● Problem to work on: In the entries below, the word "crate" appears on some lines. Copy each of those lines.
Extracted records Start Marker
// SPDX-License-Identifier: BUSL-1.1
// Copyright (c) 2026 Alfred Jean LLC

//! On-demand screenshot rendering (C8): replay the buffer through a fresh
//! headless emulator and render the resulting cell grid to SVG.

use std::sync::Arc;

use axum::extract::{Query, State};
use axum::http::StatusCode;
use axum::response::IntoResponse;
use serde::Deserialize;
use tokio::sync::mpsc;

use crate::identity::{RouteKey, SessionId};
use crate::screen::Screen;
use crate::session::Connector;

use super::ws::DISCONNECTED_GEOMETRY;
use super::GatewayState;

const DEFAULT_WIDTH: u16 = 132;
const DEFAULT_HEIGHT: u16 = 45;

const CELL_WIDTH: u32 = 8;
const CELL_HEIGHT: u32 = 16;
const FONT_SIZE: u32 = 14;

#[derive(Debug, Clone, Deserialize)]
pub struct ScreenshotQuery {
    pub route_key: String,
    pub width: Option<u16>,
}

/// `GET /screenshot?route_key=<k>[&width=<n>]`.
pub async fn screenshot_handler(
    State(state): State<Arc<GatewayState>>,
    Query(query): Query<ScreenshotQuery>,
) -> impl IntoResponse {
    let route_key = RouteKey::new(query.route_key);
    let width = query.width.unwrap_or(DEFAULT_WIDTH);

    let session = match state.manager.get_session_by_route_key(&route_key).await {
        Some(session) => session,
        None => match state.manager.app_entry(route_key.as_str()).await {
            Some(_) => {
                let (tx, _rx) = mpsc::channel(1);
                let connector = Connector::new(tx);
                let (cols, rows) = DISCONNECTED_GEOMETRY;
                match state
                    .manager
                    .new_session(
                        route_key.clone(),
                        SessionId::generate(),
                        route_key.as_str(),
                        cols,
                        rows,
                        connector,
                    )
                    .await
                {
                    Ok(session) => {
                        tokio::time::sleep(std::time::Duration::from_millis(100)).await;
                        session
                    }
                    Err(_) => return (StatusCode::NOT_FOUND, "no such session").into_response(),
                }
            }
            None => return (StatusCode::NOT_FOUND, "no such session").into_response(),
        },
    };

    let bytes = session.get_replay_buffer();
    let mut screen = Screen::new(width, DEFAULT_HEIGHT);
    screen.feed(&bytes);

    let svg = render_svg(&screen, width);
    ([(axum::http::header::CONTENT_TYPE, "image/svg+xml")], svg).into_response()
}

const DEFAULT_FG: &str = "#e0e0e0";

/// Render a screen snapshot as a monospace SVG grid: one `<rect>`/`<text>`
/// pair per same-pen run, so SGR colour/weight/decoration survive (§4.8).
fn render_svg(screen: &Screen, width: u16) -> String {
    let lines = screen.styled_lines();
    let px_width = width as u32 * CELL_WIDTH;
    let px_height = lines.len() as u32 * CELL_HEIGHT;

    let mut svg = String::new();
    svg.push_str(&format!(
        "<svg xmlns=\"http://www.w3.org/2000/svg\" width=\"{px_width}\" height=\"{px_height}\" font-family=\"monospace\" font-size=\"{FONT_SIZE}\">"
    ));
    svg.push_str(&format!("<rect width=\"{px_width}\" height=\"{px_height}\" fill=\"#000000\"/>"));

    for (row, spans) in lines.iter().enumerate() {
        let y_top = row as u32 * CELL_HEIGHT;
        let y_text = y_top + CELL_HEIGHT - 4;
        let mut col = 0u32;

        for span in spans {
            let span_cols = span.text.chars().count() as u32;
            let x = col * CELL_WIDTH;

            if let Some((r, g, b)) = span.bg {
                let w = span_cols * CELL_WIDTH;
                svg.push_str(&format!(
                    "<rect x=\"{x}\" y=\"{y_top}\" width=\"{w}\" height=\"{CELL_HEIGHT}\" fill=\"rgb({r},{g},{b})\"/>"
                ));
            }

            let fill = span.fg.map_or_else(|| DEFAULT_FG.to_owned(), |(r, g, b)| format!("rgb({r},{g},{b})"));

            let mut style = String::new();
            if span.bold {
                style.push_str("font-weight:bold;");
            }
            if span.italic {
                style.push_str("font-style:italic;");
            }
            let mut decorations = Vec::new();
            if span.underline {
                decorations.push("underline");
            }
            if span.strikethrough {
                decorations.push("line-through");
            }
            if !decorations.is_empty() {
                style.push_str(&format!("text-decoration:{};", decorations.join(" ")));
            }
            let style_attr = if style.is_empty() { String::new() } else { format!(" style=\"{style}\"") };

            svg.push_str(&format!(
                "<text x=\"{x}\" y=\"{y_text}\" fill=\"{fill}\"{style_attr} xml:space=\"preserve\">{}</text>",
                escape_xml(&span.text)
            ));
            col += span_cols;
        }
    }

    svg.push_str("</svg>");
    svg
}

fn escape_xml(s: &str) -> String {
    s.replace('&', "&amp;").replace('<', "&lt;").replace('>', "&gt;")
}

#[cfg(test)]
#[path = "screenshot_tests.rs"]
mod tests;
Extracted records End Marker
● Task output:
use crate::identity::{RouteKey, SessionId};
use crate::screen::Screen;
use crate::session::Connector;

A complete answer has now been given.